Top of RECORDS SHOWN

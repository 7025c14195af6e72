//! Tag-length-value payload codec.
//!
//! Every field is `[tag: u8][len: u32 LE][value: len bytes]`. Scalars are
//! little-endian; `bool` travels as a `u16`, floats as their bit patterns.
//! A float array is a blob whose content is `[count: u32][count × f32]`.
//!
//! # Example
//!
//! ```
//! use spectra_client::codec::{PayloadDecoder, PayloadEncoder};
//!
//! let mut enc = PayloadEncoder::new();
//! enc.put_u64(0x40, 7).put_string(0x60, "Test");
//! let payload = enc.take();
//!
//! let mut dec = PayloadDecoder::new(&payload);
//! assert!(dec.next());
//! assert_eq!(dec.as_u64(), 7);
//! assert!(dec.next());
//! assert_eq!(dec.as_string(), "Test");
//! assert!(!dec.next());
//! ```

use bytes::{BufMut, Bytes, BytesMut};

/// Size of the per-field prefix (tag + length).
pub const FIELD_HEADER_SIZE: usize = 5;

/// Append-only TLV builder.
#[derive(Debug, Default)]
pub struct PayloadEncoder {
    buf: BytesMut,
}

impl PayloadEncoder {
    /// Create an empty encoder.
    pub fn new() -> Self {
        Self::default()
    }

    /// Create an encoder with room for `capacity` payload bytes.
    pub fn with_capacity(capacity: usize) -> Self {
        Self {
            buf: BytesMut::with_capacity(capacity),
        }
    }

    // Field values are bounded by the transport's payload limit, far below u32::MAX.
    #[inline]
    fn put_field_header(&mut self, tag: u8, len: usize) {
        self.buf.put_u8(tag);
        self.buf.put_u32_le(len as u32);
    }

    pub fn put_u16(&mut self, tag: u8, value: u16) -> &mut Self {
        self.put_field_header(tag, 2);
        self.buf.put_u16_le(value);
        self
    }

    pub fn put_u32(&mut self, tag: u8, value: u32) -> &mut Self {
        self.put_field_header(tag, 4);
        self.buf.put_u32_le(value);
        self
    }

    pub fn put_u64(&mut self, tag: u8, value: u64) -> &mut Self {
        self.put_field_header(tag, 8);
        self.buf.put_u64_le(value);
        self
    }

    /// UTF-8 bytes, no terminator.
    pub fn put_string(&mut self, tag: u8, value: &str) -> &mut Self {
        self.put_blob(tag, value.as_bytes())
    }

    /// Encoded as a `u16` holding 0 or 1.
    pub fn put_bool(&mut self, tag: u8, value: bool) -> &mut Self {
        self.put_u16(tag, u16::from(value))
    }

    pub fn put_f32(&mut self, tag: u8, value: f32) -> &mut Self {
        self.put_u32(tag, value.to_bits())
    }

    pub fn put_f64(&mut self, tag: u8, value: f64) -> &mut Self {
        self.put_u64(tag, value.to_bits())
    }

    pub fn put_blob(&mut self, tag: u8, value: &[u8]) -> &mut Self {
        self.put_field_header(tag, value.len());
        self.buf.put_slice(value);
        self
    }

    /// `[count][count × f32]` blob.
    pub fn put_float_array(&mut self, tag: u8, values: &[f32]) -> &mut Self {
        self.put_field_header(tag, 4 + values.len() * 4);
        self.buf.put_u32_le(values.len() as u32);
        for v in values {
            self.buf.put_f32_le(*v);
        }
        self
    }

    /// Float-array blob from bytes already packed as little-endian `f32`s.
    pub fn put_float_array_raw(&mut self, tag: u8, count: u32, raw: &[u8]) -> &mut Self {
        self.put_field_header(tag, 4 + raw.len());
        self.buf.put_u32_le(count);
        self.buf.put_slice(raw);
        self
    }

    /// Bytes written so far.
    #[inline]
    pub fn len(&self) -> usize {
        self.buf.len()
    }

    #[inline]
    pub fn is_empty(&self) -> bool {
        self.buf.is_empty()
    }

    /// Finish and hand out the payload.
    pub fn take(self) -> Bytes {
        self.buf.freeze()
    }
}

/// Forward-only TLV reader.
///
/// `next()` stops at the end of the buffer or at the first field whose
/// declared length runs past it. Accessors are best effort: a value too
/// short for the requested interpretation yields zero or empty. Callers
/// that need strictness should check [`field_len`](Self::field_len).
#[derive(Debug, Clone)]
pub struct PayloadDecoder<'a> {
    data: &'a [u8],
    pos: usize,
    tag: u8,
    value: &'a [u8],
}

impl<'a> PayloadDecoder<'a> {
    pub fn new(data: &'a [u8]) -> Self {
        Self {
            data,
            pos: 0,
            tag: 0,
            value: &[],
        }
    }

    /// Advance to the next field. Returns false at the end or on truncation.
    #[allow(clippy::should_implement_trait)]
    pub fn next(&mut self) -> bool {
        let remaining = self.data.len().saturating_sub(self.pos);
        if remaining < FIELD_HEADER_SIZE {
            return false;
        }
        let at = self.pos;
        let len = u32::from_le_bytes([
            self.data[at + 1],
            self.data[at + 2],
            self.data[at + 3],
            self.data[at + 4],
        ]) as usize;
        let start = at + FIELD_HEADER_SIZE;
        let end = match start.checked_add(len) {
            Some(end) if end <= self.data.len() => end,
            _ => {
                self.pos = self.data.len();
                return false;
            }
        };
        self.tag = self.data[at];
        self.value = &self.data[start..end];
        self.pos = end;
        true
    }

    /// Tag of the current field.
    #[inline]
    pub fn tag(&self) -> u8 {
        self.tag
    }

    /// Declared length of the current field's value.
    #[inline]
    pub fn field_len(&self) -> usize {
        self.value.len()
    }

    pub fn as_u16(&self) -> u16 {
        match self.value.get(..2) {
            Some(b) => u16::from_le_bytes([b[0], b[1]]),
            None => 0,
        }
    }

    pub fn as_u32(&self) -> u32 {
        match self.value.get(..4) {
            Some(b) => u32::from_le_bytes([b[0], b[1], b[2], b[3]]),
            None => 0,
        }
    }

    pub fn as_u64(&self) -> u64 {
        match self.value.get(..8) {
            Some(b) => {
                let mut word = [0u8; 8];
                word.copy_from_slice(b);
                u64::from_le_bytes(word)
            }
            None => 0,
        }
    }

    pub fn as_bool(&self) -> bool {
        self.as_u16() != 0
    }

    pub fn as_f32(&self) -> f32 {
        f32::from_bits(self.as_u32())
    }

    pub fn as_f64(&self) -> f64 {
        f64::from_bits(self.as_u64())
    }

    /// Lossy UTF-8.
    pub fn as_string(&self) -> String {
        String::from_utf8_lossy(self.value).into_owned()
    }

    pub fn as_blob(&self) -> &'a [u8] {
        self.value
    }

    /// Empty when the blob is shorter than its declared element count.
    pub fn as_float_array(&self) -> Vec<f32> {
        let Some(count) = self.value.get(..4) else {
            return Vec::new();
        };
        let count = u32::from_le_bytes([count[0], count[1], count[2], count[3]]) as usize;
        let body = &self.value[4..];
        match count.checked_mul(4) {
            Some(need) if need <= body.len() => body[..need]
                .chunks_exact(4)
                .map(|c| f32::from_le_bytes([c[0], c[1], c[2], c[3]]))
                .collect(),
            _ => Vec::new(),
        }
    }

    /// Decoder over the current field's value.
    pub fn nested(&self) -> PayloadDecoder<'a> {
        PayloadDecoder::new(self.value)
    }
}

#[cfg(test)]
mod tests {
    use super::*;

    #[test]
    fn test_scalar_roundtrip() {
        let mut enc = PayloadEncoder::new();
        enc.put_u16(1, 0)
            .put_u16(2, u16::MAX)
            .put_u32(3, u32::MAX)
            .put_u64(4, u64::MAX)
            .put_u64(5, 0)
            .put_bool(6, true)
            .put_bool(7, false);
        let payload = enc.take();

        let mut dec = PayloadDecoder::new(&payload);
        assert!(dec.next());
        assert_eq!((dec.tag(), dec.as_u16()), (1, 0));
        assert!(dec.next());
        assert_eq!(dec.as_u16(), u16::MAX);
        assert!(dec.next());
        assert_eq!(dec.as_u32(), u32::MAX);
        assert!(dec.next());
        assert_eq!(dec.as_u64(), u64::MAX);
        assert!(dec.next());
        assert_eq!(dec.as_u64(), 0);
        assert!(dec.next());
        assert!(dec.as_bool());
        assert_eq!(dec.field_len(), 2);
        assert!(dec.next());
        assert!(!dec.as_bool());
        assert!(!dec.next());
    }

    #[test]
    fn test_float_bits_preserved() {
        let values32 = [0.0f32, -0.0, 1.5, f32::MAX, f32::MIN_POSITIVE, f32::INFINITY];
        let values64 = [0.0f64, -0.0, 1.0 / 3.0, f64::MAX, f64::NEG_INFINITY];

        let mut enc = PayloadEncoder::new();
        for v in values32 {
            enc.put_f32(0x83, v);
        }
        for v in values64 {
            enc.put_f64(0x84, v);
        }
        enc.put_f32(0x85, f32::NAN);
        let payload = enc.take();

        let mut dec = PayloadDecoder::new(&payload);
        for v in values32 {
            assert!(dec.next());
            assert_eq!(dec.as_f32().to_bits(), v.to_bits());
        }
        for v in values64 {
            assert!(dec.next());
            assert_eq!(dec.as_f64().to_bits(), v.to_bits());
        }
        assert!(dec.next());
        assert_eq!(dec.as_f32().to_bits(), f32::NAN.to_bits());
    }

    #[test]
    fn test_strings_and_blobs() {
        let mut enc = PayloadEncoder::new();
        enc.put_string(0x60, "")
            .put_string(0x60, "héllo")
            .put_blob(0xB0, &[])
            .put_blob(0xB0, &[1, 2, 3]);
        let payload = enc.take();

        let mut dec = PayloadDecoder::new(&payload);
        assert!(dec.next());
        assert_eq!(dec.as_string(), "");
        assert!(dec.next());
        assert_eq!(dec.as_string(), "héllo");
        assert!(dec.next());
        assert!(dec.as_blob().is_empty());
        assert!(dec.next());
        assert_eq!(dec.as_blob(), &[1, 2, 3]);
    }

    #[test]
    fn test_float_array_roundtrip() {
        let data = [1.0f32, -2.5, 3.25, f32::MAX];
        let mut enc = PayloadEncoder::new();
        enc.put_float_array(0xB0, &data).put_float_array(0xB0, &[]);
        let payload = enc.take();

        let mut dec = PayloadDecoder::new(&payload);
        assert!(dec.next());
        assert_eq!(dec.field_len(), 4 + 16);
        assert_eq!(dec.as_float_array(), data);
        assert!(dec.next());
        assert_eq!(dec.field_len(), 4);
        assert!(dec.as_float_array().is_empty());
    }

    #[test]
    fn test_float_array_raw_matches_typed() {
        let data = [0.5f32, 1.5, 2.5];
        let raw: Vec<u8> = data.iter().flat_map(|v| v.to_le_bytes()).collect();

        let mut typed = PayloadEncoder::new();
        typed.put_float_array(0xB0, &data);
        let mut packed = PayloadEncoder::new();
        packed.put_float_array_raw(0xB0, 3, &raw);

        assert_eq!(typed.take(), packed.take());
    }

    #[test]
    fn test_float_array_count_exceeds_body() {
        let mut enc = PayloadEncoder::new();
        enc.put_float_array_raw(0xB0, 10, &1.0f32.to_le_bytes());
        let payload = enc.take();

        let mut dec = PayloadDecoder::new(&payload);
        assert!(dec.next());
        assert!(dec.as_float_array().is_empty());
    }

    #[test]
    fn test_unknown_tags_are_skipped() {
        let mut enc = PayloadEncoder::new();
        enc.put_u64(0x40, 11)
            .put_blob(0xEE, b"future field")
            .put_string(0x60, "kept");
        let payload = enc.take();

        let mut figure_id = 0;
        let mut title = String::new();
        let mut dec = PayloadDecoder::new(&payload);
        while dec.next() {
            match dec.tag() {
                0x40 => figure_id = dec.as_u64(),
                0x60 => title = dec.as_string(),
                _ => {}
            }
        }
        assert_eq!(figure_id, 11);
        assert_eq!(title, "kept");
    }

    #[test]
    fn test_repeated_tags_keep_order() {
        let mut enc = PayloadEncoder::new();
        for id in [3u64, 1, 2] {
            enc.put_u64(0x41, id);
        }
        let payload = enc.take();

        let mut ids = Vec::new();
        let mut dec = PayloadDecoder::new(&payload);
        while dec.next() {
            ids.push(dec.as_u64());
        }
        assert_eq!(ids, vec![3, 1, 2]);
    }

    #[test]
    fn test_truncated_field_stops() {
        let mut enc = PayloadEncoder::new();
        enc.put_u32(1, 5).put_u64(2, 9);
        let payload = enc.take();

        let mut dec = PayloadDecoder::new(&payload[..payload.len() - 1]);
        assert!(dec.next());
        assert_eq!(dec.as_u32(), 5);
        assert!(!dec.next());
        assert!(!dec.next());

        let mut partial_header = PayloadDecoder::new(&payload[..3]);
        assert!(!partial_header.next());
    }

    #[test]
    fn test_huge_declared_length() {
        let bytes = [0x40, 0xFF, 0xFF, 0xFF, 0xFF, 0x00];
        let mut dec = PayloadDecoder::new(&bytes);
        assert!(!dec.next());
    }

    #[test]
    fn test_short_value_yields_default() {
        let mut enc = PayloadEncoder::new();
        enc.put_u16(0x40, 0xFFFF);
        let payload = enc.take();

        let mut dec = PayloadDecoder::new(&payload);
        assert!(dec.next());
        assert_eq!(dec.as_u64(), 0);
        assert_eq!(dec.as_u32(), 0);
        assert_eq!(dec.as_u16(), 0xFFFF);
    }

    #[test]
    fn test_nested_decoder() {
        let mut inner = PayloadEncoder::new();
        inner.put_u64(0x40, 42);
        let inner = inner.take();

        let mut outer = PayloadEncoder::new();
        outer.put_u64(0x50, 1).put_blob(0x53, &inner);
        let payload = outer.take();

        let mut dec = PayloadDecoder::new(&payload);
        assert!(dec.next());
        assert!(dec.next());
        let mut nested = dec.nested();
        assert!(nested.next());
        assert_eq!((nested.tag(), nested.as_u64()), (0x40, 42));
    }

    #[test]
    fn test_empty_payload() {
        let enc = PayloadEncoder::with_capacity(16);
        assert!(enc.is_empty());
        let payload = enc.take();
        assert!(!PayloadDecoder::new(&payload).next());
    }
}
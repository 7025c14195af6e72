//! Session and launcher configuration.
//!
//! Defaults match the daemon's expectations; [`SessionConfig::from_env`]
//! layers the `SPECTRA_*` environment variables on top.

use std::path::PathBuf;
use std::time::Duration;

use crate::blob::{BLOB_TTL, SHM_THRESHOLD};
use crate::chunk::CHUNK_SIZE;
use crate::protocol::MAX_PAYLOAD_SIZE;

/// Overrides the socket path.
pub const SOCKET_ENV: &str = "SPECTRA_SOCKET";
/// Overrides the daemon binary.
pub const BACKEND_PATH_ENV: &str = "SPECTRA_BACKEND_PATH";
/// File receiving the daemon's stderr.
pub const DEBUG_LOG_ENV: &str = "SPECTRA_DEBUG_LOG";

/// Daemon binary looked up on `PATH`.
pub const BACKEND_BINARY: &str = "spectra-backend";

/// Default number of connect retries after the first attempt.
pub const DEFAULT_CONNECT_RETRIES: u32 = 3;

/// Default linear backoff step between connect attempts.
pub const DEFAULT_RETRY_BACKOFF: Duration = Duration::from_millis(200);

/// Default socket read/write timeout.
pub const DEFAULT_IO_TIMEOUT: Duration = Duration::from_secs(5);

/// How the daemon is started when nothing answers on the socket.
#[derive(Debug, Clone)]
pub struct LaunchConfig {
    /// Explicit daemon binary; skips the environment and `PATH` lookup.
    pub backend_path: Option<PathBuf>,
    /// How long to wait for the daemon to accept connections.
    pub timeout: Duration,
    /// Interval between liveness checks while waiting.
    pub poll_interval: Duration,
    /// Where the daemon's stderr goes. Discarded when `None`.
    pub debug_log: Option<PathBuf>,
}

impl Default for LaunchConfig {
    fn default() -> Self {
        Self {
            backend_path: None,
            timeout: Duration::from_secs(5),
            poll_interval: Duration::from_millis(50),
            debug_log: None,
        }
    }
}

/// Everything a [`Session`](crate::Session) needs to connect and move data.
#[derive(Debug, Clone)]
pub struct SessionConfig {
    /// Explicit socket path. Resolved from the environment when `None`.
    pub socket_path: Option<PathBuf>,
    /// Start the daemon if nothing is listening.
    pub auto_launch: bool,
    /// Connect attempts after the first one; only transient failures retry.
    pub connect_retries: u32,
    /// Attempt `n` waits `n * retry_backoff` before trying again.
    pub retry_backoff: Duration,
    /// Socket read/write timeout. `None` blocks indefinitely.
    pub io_timeout: Option<Duration>,
    /// Largest payload accepted on receive and allowed on send.
    pub max_payload: u32,
    /// Raw data above this size is sent as chunks.
    pub chunk_size: usize,
    /// Raw data at or above this size goes through shared memory.
    pub shm_threshold: usize,
    /// Allow shared-memory transfers at all.
    pub shm_enabled: bool,
    /// Age after which an unreleased blob is reclaimed.
    pub blob_ttl: Duration,
    /// Client type reported in HELLO.
    pub client_type: String,
    /// Client build reported in HELLO.
    pub client_build: String,
    pub launch: LaunchConfig,
}

impl Default for SessionConfig {
    fn default() -> Self {
        Self {
            socket_path: None,
            auto_launch: true,
            connect_retries: DEFAULT_CONNECT_RETRIES,
            retry_backoff: DEFAULT_RETRY_BACKOFF,
            io_timeout: Some(DEFAULT_IO_TIMEOUT),
            max_payload: MAX_PAYLOAD_SIZE,
            chunk_size: CHUNK_SIZE,
            shm_threshold: SHM_THRESHOLD,
            shm_enabled: true,
            blob_ttl: BLOB_TTL,
            client_type: "rust".to_string(),
            client_build: env!("CARGO_PKG_VERSION").to_string(),
            launch: LaunchConfig::default(),
        }
    }
}

impl SessionConfig {
    /// Defaults with `SPECTRA_SOCKET`, `SPECTRA_BACKEND_PATH` and
    /// `SPECTRA_DEBUG_LOG` applied.
    pub fn from_env() -> Self {
        Self::default().apply_env(|key| std::env::var(key).ok())
    }

    /// Apply environment overrides read through `lookup`.
    ///
    /// Empty values are ignored. An explicit socket path or backend binary
    /// already set on `self` wins over the environment.
    pub fn apply_env<F>(mut self, lookup: F) -> Self
    where
        F: Fn(&str) -> Option<String>,
    {
        let get = |key: &str| lookup(key).filter(|v| !v.is_empty()).map(PathBuf::from);

        if self.socket_path.is_none() {
            self.socket_path = get(SOCKET_ENV);
        }
        if self.launch.backend_path.is_none() {
            self.launch.backend_path = get(BACKEND_PATH_ENV);
        }
        if self.launch.debug_log.is_none() {
            self.launch.debug_log = get(DEBUG_LOG_ENV);
        }
        self
    }

    /// Backoff before connect attempt `attempt` (1-based retry number).
    pub fn backoff_for(&self, attempt: u32) -> Duration {
        self.retry_backoff.saturating_mul(attempt)
    }
}

#[cfg(test)]
mod tests {
    use super::*;
    use std::collections::HashMap;

    fn env(pairs: &[(&str, &str)]) -> impl Fn(&str) -> Option<String> {
        let map: HashMap<String, String> = pairs
            .iter()
            .map(|(k, v)| (k.to_string(), v.to_string()))
            .collect();
        move |key| map.get(key).cloned()
    }

    #[test]
    fn test_defaults() {
        let config = SessionConfig::default();
        assert!(config.auto_launch);
        assert_eq!(config.connect_retries, 3);
        assert_eq!(config.retry_backoff, Duration::from_millis(200));
        assert_eq!(config.max_payload, 256 * 1024 * 1024);
        assert_eq!(config.chunk_size, 128 * 1024 * 1024);
        assert_eq!(config.shm_threshold, 1024 * 1024);
        assert_eq!(config.blob_ttl, Duration::from_secs(60));
        assert_eq!(config.client_type, "rust");
        assert_eq!(config.launch.timeout, Duration::from_secs(5));
    }

    #[test]
    fn test_apply_env() {
        let config = SessionConfig::default().apply_env(env(&[
            (SOCKET_ENV, "/run/spectra.sock"),
            (BACKEND_PATH_ENV, "/opt/spectra/bin/spectra-backend"),
            (DEBUG_LOG_ENV, ""),
        ]));
        assert_eq!(config.socket_path, Some(PathBuf::from("/run/spectra.sock")));
        assert_eq!(
            config.launch.backend_path,
            Some(PathBuf::from("/opt/spectra/bin/spectra-backend"))
        );
        assert_eq!(config.launch.debug_log, None);
    }

    #[test]
    fn test_explicit_wins_over_env() {
        let config = SessionConfig {
            socket_path: Some(PathBuf::from("/explicit.sock")),
            ..Default::default()
        }
        .apply_env(env(&[(SOCKET_ENV, "/env.sock")]));
        assert_eq!(config.socket_path, Some(PathBuf::from("/explicit.sock")));
    }

    #[test]
    fn test_linear_backoff() {
        let config = SessionConfig::default();
        assert_eq!(config.backoff_for(1), Duration::from_millis(200));
        assert_eq!(config.backoff_for(3), Duration::from_millis(600));
    }
}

Bottom of RECORDS SHOWN

= EXERCISE =
Within the listing above, how many lines hold the string "move"? Answer with the number only.

= ANSWER TO THIS EXERCISE =
2